[Collected data entries]
☆ ☆ ☆ ☆ ☆ ☆ ☆

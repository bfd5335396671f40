//! # Seed Data Generator
//!
//! Fills a store database with demo products so the registers have
//! something to sell.
//!
//! ## Usage
//! ```bash
//! # 200 products, stock varied per product (default)
//! cargo run -p tally-engine --bin seed
//!
//! # 1,000 products with 50 of each on hand
//! cargo run -p tally-engine --bin seed -- --count 1000 --stock 50
//!
//! # Explicit database / config file
//! cargo run -p tally-engine --bin seed -- --db ./data/tally.db --config ./tally.toml
//! ```
//!
//! Opening stock goes through the ledger as a `Receive` movement per
//! product, so `verify_all` holds on a freshly seeded database.

use std::env;
use std::path::PathBuf;
use std::time::Instant;

use tally_db::{Database, NewProduct};
use tally_engine::{init_tracing, EngineConfig};

/// Catalog sections: SKU prefix and base names.
const SECTIONS: &[(&str, &[&str])] = &[
    (
        "DRK",
        &[
            "Sparkling Water",
            "Cola",
            "Ginger Ale",
            "Cold Brew",
            "Green Tea",
            "Mango Juice",
            "Energy Drink",
            "Tonic Water",
        ],
    ),
    (
        "BAK",
        &[
            "Sourdough Loaf",
            "Bagel",
            "Croissant",
            "Rye Bread",
            "Muffin",
            "Pita",
        ],
    ),
    (
        "PNT",
        &[
            "Basmati Rice",
            "Red Lentils",
            "Chickpeas",
            "Olive Oil",
            "Tomato Paste",
            "Rolled Oats",
            "Brown Sugar",
            "Sea Salt",
        ],
    ),
    (
        "HOM",
        &[
            "Dish Soap",
            "Paper Towels",
            "Trash Bags",
            "AA Batteries",
            "Light Bulb",
            "Matches",
        ],
    ),
];

/// Pack variants and their price add-on in cents.
const PACKS: &[(&str, i64)] = &[("Single", 0), ("Twin Pack", 150), ("Family Pack", 400), ("Case", 1200)];

const ACTOR: &str = "seed";

struct Options {
    count: usize,
    stock: Option<i64>,
    db_path: Option<PathBuf>,
    config_path: Option<PathBuf>,
}

fn parse_args() -> Option<Options> {
    let args: Vec<String> = env::args().collect();
    let mut options = Options {
        count: 200,
        stock: None,
        db_path: None,
        config_path: None,
    };

    let mut i = 1;
    while i < args.len() {
        let value = args.get(i + 1);
        match (args[i].as_str(), value) {
            ("--count" | "-c", Some(v)) => {
                options.count = v.parse().unwrap_or(options.count);
                i += 1;
            }
            ("--stock" | "-s", Some(v)) => {
                options.stock = v.parse().ok();
                i += 1;
            }
            ("--db" | "-d", Some(v)) => {
                options.db_path = Some(PathBuf::from(v));
                i += 1;
            }
            ("--config", Some(v)) => {
                options.config_path = Some(PathBuf::from(v));
                i += 1;
            }
            ("--help" | "-h", _) => {
                println!("Tally POS Seed Data Generator");
                println!();
                println!("Usage: seed [OPTIONS]");
                println!();
                println!("Options:");
                println!("  -c, --count <N>      Number of products to create (default: 200)");
                println!("  -s, --stock <N>      Opening stock for every product (default: varied)");
                println!("  -d, --db <PATH>      Database file (default: from tally.toml)");
                println!("      --config <PATH>  Config file (default: platform config dir)");
                println!("  -h, --help           Show this help message");
                return None;
            }
            (other, _) => eprintln!("Ignoring unknown argument: {}", other),
        }
        i += 1;
    }

    Some(options)
}

#[tokio::main]
async fn main() -> Result<(), Box<dyn std::error::Error>> {
    let Some(options) = parse_args() else {
        return Ok(());
    };

    init_tracing();

    let mut config = EngineConfig::load(options.config_path)?;
    if let Some(path) = options.db_path {
        config.database_path = path;
    }

    println!("Tally POS Seed Data Generator");
    println!("=============================");
    println!("Store:    {}", config.store_name);
    println!("Database: {}", config.database_path.display());
    println!("Products: {}", options.count);
    println!();

    let db = Database::new(config.db_config()).await?;
    println!("✓ Connected, migrations applied");

    let existing = db.products().count().await?;
    if existing > 0 {
        println!("⚠ Database already has {} products", existing);
        println!("  Skipping seed to avoid duplicates.");
        return Ok(());
    }

    let products = db.products();
    let start = Instant::now();
    let mut created = 0;

    'catalog: for (section_idx, (prefix, names)) in SECTIONS.iter().enumerate() {
        for (name_idx, name) in names.iter().enumerate() {
            for (pack_idx, (pack, addon)) in PACKS.iter().enumerate() {
                if created >= options.count {
                    break 'catalog;
                }

                let seq = section_idx * 1000 + name_idx * 10 + pack_idx;
                let product = demo_product(prefix, name, pack, *addon, seq, options.stock);

                if let Err(e) = products.insert(&product, ACTOR).await {
                    eprintln!("Failed to insert {}: {}", product.sku, e);
                    continue;
                }
                created += 1;
            }
        }
    }

    let elapsed = start.elapsed();
    println!("✓ Created {} products in {:?}", created, elapsed);

    let checked = db.stock().verify_all().await?;
    println!("✓ Ledger verified for {} products", checked);

    let low = products.low_stock().await?;
    println!();
    println!("Low stock ({}):", low.len());
    for product in low.iter().take(20) {
        println!(
            "  {:<16} {:<32} {:>4} (min {})",
            product.sku, product.name, product.quantity, product.min_quantity
        );
    }

    db.close().await;
    Ok(())
}

/// One demo product. Prices, cost and stock are derived from `seq` so
/// reruns produce the same catalog.
fn demo_product(prefix: &str, name: &str, pack: &str, addon: i64, seq: usize, stock: Option<i64>) -> NewProduct {
    let sku = format!("{}-{:05}", prefix, seq);

    let price_cents = 149 + ((seq * 37) % 900) as i64 + addon;
    let cost_cents = price_cents * (55 + (seq % 25) as i64) / 100;
    let opening_stock = stock.unwrap_or(((seq * 7) % 60) as i64);

    NewProduct::new(sku, format!("{} {}", name, pack), price_cents)
        .cost_cents(cost_cents)
        .min_quantity(5)
        .opening_stock(opening_stock)
}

☆ ☆ ☆ ☆ ☆ ☆ ☆

What the task asks: Output each of the records exactly as it stands above.

Result of the exercise:
repository bfd5335396671f40
//! # Seed Data Generator
//!
//! Fills a store database with demo products so the registers have
//! something to sell.
//!
//! ## Usage
//! ```bash
//! # 200 products, stock varied per product (default)
//! cargo run -p tally-engine --bin seed
//!
//! # 1,000 products with 50 of each on hand
//! cargo run -p tally-engine --bin seed -- --count 1000 --stock 50
//!
//! # Explicit database / config file
//! cargo run -p tally-engine --bin seed -- --db ./data/tally.db --config ./tally.toml
//! ```
//!
//! Opening stock goes through the ledger as a `Receive` movement per
//! product, so `verify_all` holds on a freshly seeded database.

use std::env;
use std::path::PathBuf;
use std::time::Instant;

use tally_db::{Database, NewProduct};
use tally_engine::{init_tracing, EngineConfig};

/// Catalog sections: SKU prefix and base names.
const SECTIONS: &[(&str, &[&str])] = &[
    (
        "DRK",
        &[
            "Sparkling Water",
            "Cola",
            "Ginger Ale",
            "Cold Brew",
            "Green Tea",
            "Mango Juice",
            "Energy Drink",
            "Tonic Water",
        ],
    ),
    (
        "BAK",
        &[
            "Sourdough Loaf",
            "Bagel",
            "Croissant",
            "Rye Bread",
            "Muffin",
            "Pita",
        ],
    ),
    (
        "PNT",
        &[
            "Basmati Rice",
            "Red Lentils",
            "Chickpeas",
            "Olive Oil",
            "Tomato Paste",
            "Rolled Oats",
            "Brown Sugar",
            "Sea Salt",
        ],
    ),
    (
        "HOM",
        &[
            "Dish Soap",
            "Paper Towels",
            "Trash Bags",
            "AA Batteries",
            "Light Bulb",
            "Matches",
        ],
    ),
];

/// Pack variants and their price add-on in cents.
const PACKS: &[(&str, i64)] = &[("Single", 0), ("Twin Pack", 150), ("Family Pack", 400), ("Case", 1200)];

const ACTOR: &str = "seed";

struct Options {
    count: usize,
    stock: Option<i64>,
    db_path: Option<PathBuf>,
    config_path: Option<PathBuf>,
}

fn parse_args() -> Option<Options> {
    let args: Vec<String> = env::args().collect();
    let mut options = Options {
        count: 200,
        stock: None,
        db_path: None,
        config_path: None,
    };

    let mut i = 1;
    while i < args.len() {
        let value = args.get(i + 1);
        match (args[i].as_str(), value) {
            ("--count" | "-c", Some(v)) => {
                options.count = v.parse().unwrap_or(options.count);
                i += 1;
            }
            ("--stock" | "-s", Some(v)) => {
                options.stock = v.parse().ok();
                i += 1;
            }
            ("--db" | "-d", Some(v)) => {
                options.db_path = Some(PathBuf::from(v));
                i += 1;
            }
            ("--config", Some(v)) => {
                options.config_path = Some(PathBuf::from(v));
                i += 1;
            }
            ("--help" | "-h", _) => {
                println!("Tally POS Seed Data Generator");
                println!();
                println!("Usage: seed [OPTIONS]");
                println!();
                println!("Options:");
                println!("  -c, --count <N>      Number of products to create (default: 200)");
                println!("  -s, --stock <N>      Opening stock for every product (default: varied)");
                println!("  -d, --db <PATH>      Database file (default: from tally.toml)");
                println!("      --config <PATH>  Config file (default: platform config dir)");
                println!("  -h, --help           Show this help message");
                return None;
            }
            (other, _) => eprintln!("Ignoring unknown argument: {}", other),
        }
        i += 1;
    }

    Some(options)
}

#[tokio::main]
async fn main() -> Result<(), Box<dyn std::error::Error>> {
    let Some(options) = parse_args() else {
        return Ok(());
    };

    init_tracing();

    let mut config = EngineConfig::load(options.config_path)?;
    if let Some(path) = options.db_path {
        config.database_path = path;
    }

    println!("Tally POS Seed Data Generator");
    println!("=============================");
    println!("Store:    {}", config.store_name);
    println!("Database: {}", config.database_path.display());
    println!("Products: {}", options.count);
    println!();

    let db = Database::new(config.db_config()).await?;
    println!("✓ Connected, migrations applied");

    let existing = db.products().count().await?;
    if existing > 0 {
        println!("⚠ Database already has {} products", existing);
        println!("  Skipping seed to avoid duplicates.");
        return Ok(());
    }

    let products = db.products();
    let start = Instant::now();
    let mut created = 0;

    'catalog: for (section_idx, (prefix, names)) in SECTIONS.iter().enumerate() {
        for (name_idx, name) in names.iter().enumerate() {
            for (pack_idx, (pack, addon)) in PACKS.iter().enumerate() {
                if created >= options.count {
                    break 'catalog;
                }

                let seq = section_idx * 1000 + name_idx * 10 + pack_idx;
                let product = demo_product(prefix, name, pack, *addon, seq, options.stock);

                if let Err(e) = products.insert(&product, ACTOR).await {
                    eprintln!("Failed to insert {}: {}", product.sku, e);
                    continue;
                }
                created += 1;
            }
        }
    }

    let elapsed = start.elapsed();
    println!("✓ Created {} products in {:?}", created, elapsed);

    let checked = db.stock().verify_all().await?;
    println!("✓ Ledger verified for {} products", checked);

    let low = products.low_stock().await?;
    println!();
    println!("Low stock ({}):", low.len());
    for product in low.iter().take(20) {
        println!(
            "  {:<16} {:<32} {:>4} (min {})",
            product.sku, product.name, product.quantity, product.min_quantity
        );
    }

    db.close().await;
    Ok(())
}

/// One demo product. Prices, cost and stock are derived from `seq` so
/// reruns produce the same catalog.
fn demo_product(prefix: &str, name: &str, pack: &str, addon: i64, seq: usize, stock: Option<i64>) -> NewProduct {
    let sku = format!("{}-{:05}", prefix, seq);

    let price_cents = 149 + ((seq * 37) % 900) as i64 + addon;
    let cost_cents = price_cents * (55 + (seq % 25) as i64) / 100;
    let opening_stock = stock.unwrap_or(((seq * 7) % 60) as i64);

    NewProduct::new(sku, format!("{} {}", name, pack), price_cents)
        .cost_cents(cost_cents)
        .min_quantity(5)
        .opening_stock(opening_stock)
}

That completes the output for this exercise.